Monday, May 24, 2004

Last Friday I went to see Troy. Well, what can I say? I already knew it wasn't going to be like The Iliad, having read news stories from Cannes prior to going. And while on some levels it worked, I was left frustrated.

OK, the spirit of the story is still there - Paris and Helen run away, upsetting Menelaus and causing war between the Trojans and Greeks. But as I already knew, the gods have been written out, so what we're left with is a secular version of Homer's epic. And it's not hard to see on whose side the film makers feel they belong. Throughout Hector's secular skepticism is contrasted with the religious faith of Priam's priests - and continually the old Trojan plumps for his advisors over his son, with disastrous results.

Brad Pitt makes a rather dull Achilles, trying to give him gravitas and moodiness. But what really doesn't work is the way they try to change his character half way through. Achilles is personified belligerence, but the film makers in their wisdom decided to introduce a love interest (a woman!) who encourages Achilles to reconsider his life. And I won't spoil the ending other than to say he begins to go soft. I suppose they though that with Brad Pitt they had to make a play for the women in the audience...

Having given Achilles a female love interest, it's rather hard to take his anger with Hector too much to heart when Patroclus is killed. In The Iliad you get the sense that Patroclus is more than a friend to Achilles, which brings out his rage outside the city walls. And it's exacerbated by the fact that Achilles knows he is responsible for his death, having sent him into battle wearing his armour. But in Troy Patroclus is a rather callow youth, rather peripheral and undeveloped. And he comes up with the wheeze of wearing Achilles's gear without his knowledge.

Being Hollywood, the signposts in this film couldn't be more obvious.

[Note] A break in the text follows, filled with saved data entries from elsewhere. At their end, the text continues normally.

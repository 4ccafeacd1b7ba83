/// Show a ComboBox for enum selection.
pub(crate) fn enum_combo<T: PartialEq + Copy + ToString>(
    ui: &mut egui::Ui,
    label: &str,
    current: &mut T,
    options: &[T],
) {
    egui::ComboBox::from_label(label)
        .selected_text(current.to_string())
        .show_ui(ui, |ui| {
            for &choice in options {
                ui.selectable_value(current, choice, choice.to_string());
            }
        });
}
use thiserror::Error;

#[derive(Error, Debug)]
pub enum PinpointError {
    #[error("I/O error: {0}")]
    Io(#[from] std::io::Error),

    #[error("Image format error: {0}")]
    ImageError(#[from] image::ImageError),

    #[error("PDF backend error: {0}")]
    Pdf(String),

    #[error("Unsupported file type: {0}")]
    UnsupportedExtension(String),

    #[error("Document has no pages")]
    EmptyDocument,

    #[error("Page index {index} out of range (total: {total})")]
    PageOutOfRange { index: usize, total: usize },
}

pub type Result<T> = std::result::Result<T, PinpointError>;
use std::path::Path;

use image::{ImageReader, RgbaImage};

use crate::error::Result;

/// Decode a raster image file to RGBA.
pub fn decode(path: &Path) -> Result<RgbaImage> {
    let image = ImageReader::open(path)?.decode()?;
    Ok(image.to_rgba8())
}
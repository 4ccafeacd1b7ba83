use image::{imageops, Rgba, RgbaImage};

/// Width in pixels of the frame composited around every decoded bitmap.
pub const BORDER_WIDTH: u32 = 2;

const BORDER_COLOR: Rgba<u8> = Rgba([255, 0, 0, 255]);

/// Composite the red frame around `bitmap`, growing each dimension by
/// `2 * BORDER_WIDTH`. Displayed coordinates are measured against the framed
/// result, so the frame is part of the scene.
pub fn with_border(bitmap: &RgbaImage) -> RgbaImage {
    let (w, h) = bitmap.dimensions();
    let mut framed =
        RgbaImage::from_pixel(w + 2 * BORDER_WIDTH, h + 2 * BORDER_WIDTH, BORDER_COLOR);
    imageops::overlay(
        &mut framed,
        bitmap,
        i64::from(BORDER_WIDTH),
        i64::from(BORDER_WIDTH),
    );
    framed
}
//! Type predicates and structural equality.

use sinter_foundation::{Result, Value};
use sinter_heap::HeapObject;

use crate::vm::Vm;

/// Pred: is_array - arrays, including pairs
pub(crate) fn native_is_array(vm: &mut Vm, args: &[Value]) -> Result<Value> {
    let array = matches!(
        vm.heap.object(args[0])?,
        Some(HeapObject::Array(_) | HeapObject::Pair(_))
    );
    Ok(Value::Boolean(array))
}

/// Pred: is_boolean
pub(crate) fn native_is_boolean(_vm: &mut Vm, args: &[Value]) -> Result<Value> {
    Ok(Value::Boolean(args[0].is_boolean()))
}

/// Pred: is_function - closures and every kind of native function
pub(crate) fn native_is_function(vm: &mut Vm, args: &[Value]) -> Result<Value> {
    Ok(Value::Boolean(vm.heap.is_callable(args[0])?))
}

/// Pred: is_list - finite and null-terminated
pub(crate) fn native_is_list(vm: &mut Vm, args: &[Value]) -> Result<Value> {
    Ok(Value::Boolean(vm.heap.is_list(args[0])?))
}

/// Pred: is_null
pub(crate) fn native_is_null(_vm: &mut Vm, args: &[Value]) -> Result<Value> {
    Ok(Value::Boolean(args[0].is_null()))
}

/// Pred: is_number
pub(crate) fn native_is_number(_vm: &mut Vm, args: &[Value]) -> Result<Value> {
    Ok(Value::Boolean(args[0].is_number()))
}

/// Pred: is_pair
pub(crate) fn native_is_pair(vm: &mut Vm, args: &[Value]) -> Result<Value> {
    Ok(Value::Boolean(vm.heap.is_pair(args[0])?))
}

/// Pred: is_stream - `null`, or a pair whose tail is callable
///
/// Only the first pair is inspected; forcing the tail could diverge.
pub(crate) fn native_is_stream(vm: &mut Vm, args: &[Value]) -> Result<Value> {
    let v = args[0];
    if v.is_null() {
        return Ok(Value::Boolean(true));
    }
    let stream = match vm.heap.pair_parts(v)? {
        Some((_, tail)) => vm.heap.is_callable(tail)?,
        None => false,
    };
    Ok(Value::Boolean(stream))
}

/// Pred: is_string
pub(crate) fn native_is_string(vm: &mut Vm, args: &[Value]) -> Result<Value> {
    Ok(Value::Boolean(vm.heap.as_str(args[0])?.is_some()))
}

/// Pred: is_undefined
pub(crate) fn native_is_undefined(_vm: &mut Vm, args: &[Value]) -> Result<Value> {
    Ok(Value::Boolean(args[0].is_undefined()))
}

/// Pred: equal - structural equality
pub(crate) fn native_equal(vm: &mut Vm, args: &[Value]) -> Result<Value> {
    let limit = vm.config.equality_limit;
    Ok(Value::Boolean(vm.heap.equal(args[0], args[1], limit)?))
}
//! Integration tests for Layer 3: Runtime
//!
//! Tests for the embedder interface: arena regions, running images and
//! reporting outcomes.

mod host;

Agamemnon is your archetypal baddie - wearing a capital 'B' over his head couldn't have made it more apparent. Eric Bana's Hector couldn't be more noble if he tried - but this isn't his best film, especially not having seen him play a fantastic psychopath in Chopper, which set him on his way.

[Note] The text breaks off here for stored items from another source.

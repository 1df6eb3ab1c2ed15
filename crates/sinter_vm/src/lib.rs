//! SVML bytecode interpreter for Sinter.
//!
//! This crate provides:
//! - [`Program`] - Loading and validating SVML images
//! - [`Opcode`] - The instruction set, with its binary encoding
//! - [`Assembler`] - Building images in memory
//! - [`Vm`] - The interpreter and its primitive library
//! - [`OutputSink`] - Where `display` and diagnostics go

#![warn(missing_docs)]
#![warn(clippy::all)]
#![warn(clippy::pedantic)]

pub mod assembler;
pub mod config;
pub mod opcode;
pub mod output;
pub mod program;
mod vm;

pub use assembler::{Assembler, Code, FunctionId, Label, StringId};
pub use config::VmConfig;
pub use opcode::Opcode;
pub use output::{BufferSink, OutputSink, StdSink};
pub use program::{FunctionHeader, Program};
pub use vm::{
    CancelHandle, InternalFn, PRIMITIVE_COUNT, Vm, primitive_arity, primitive_id, primitive_name,
};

All in all it was OK and if it encourages a new generation to find out more about ancient Greece, then that's all to the good. But the complexity of the original, the realisation that war is about honour and glory, but hard toil and desolation, is lost. As it was suggested to me yesterday, "They didn't know what they wanted to do with the film. Whether it was a Lord of the Rings-type spectacular or another Gladiator."

And because they didn't know, it falls between two stools.